-- INPUT RECORDS follows --

//! Library layer for the BipCard API: card pipeline, scraping, and validation.
//!
//! Wraps the `bipcard_portal` transport with the HTML extractors that turn
//! PortalCAE pages into [`CardInfo`] and [`CardMovement`] records.

pub mod client;
pub mod error;
pub mod scrape;
pub mod types;
pub mod validation;

pub use bipcard_portal;
pub use bipcard_portal::{PortalConfig, Transport};

pub use client::BipCardClient;
pub use error::BipCardError;
pub use scrape::{CoercionPolicy, ScrapeError, Scraper};
pub use types::{CardInfo, CardMovement};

-- INPUT RECORDS concluded --

TASK ITEM: Every entry must come back exactly as written above.

WORKED SOLUTION:
//! Library layer for the BipCard API: card pipeline, scraping, and validation.
//!
//! Wraps the `bipcard_portal` transport with the HTML extractors that turn
//! PortalCAE pages into [`CardInfo`] and [`CardMovement`] records.

pub mod client;
pub mod error;
pub mod scrape;
pub mod types;
pub mod validation;

pub use bipcard_portal;
pub use bipcard_portal::{PortalConfig, Transport};

pub use client::BipCardClient;
pub use error::BipCardError;
pub use scrape::{CoercionPolicy, ScrapeError, Scraper};
pub use types::{CardInfo, CardMovement};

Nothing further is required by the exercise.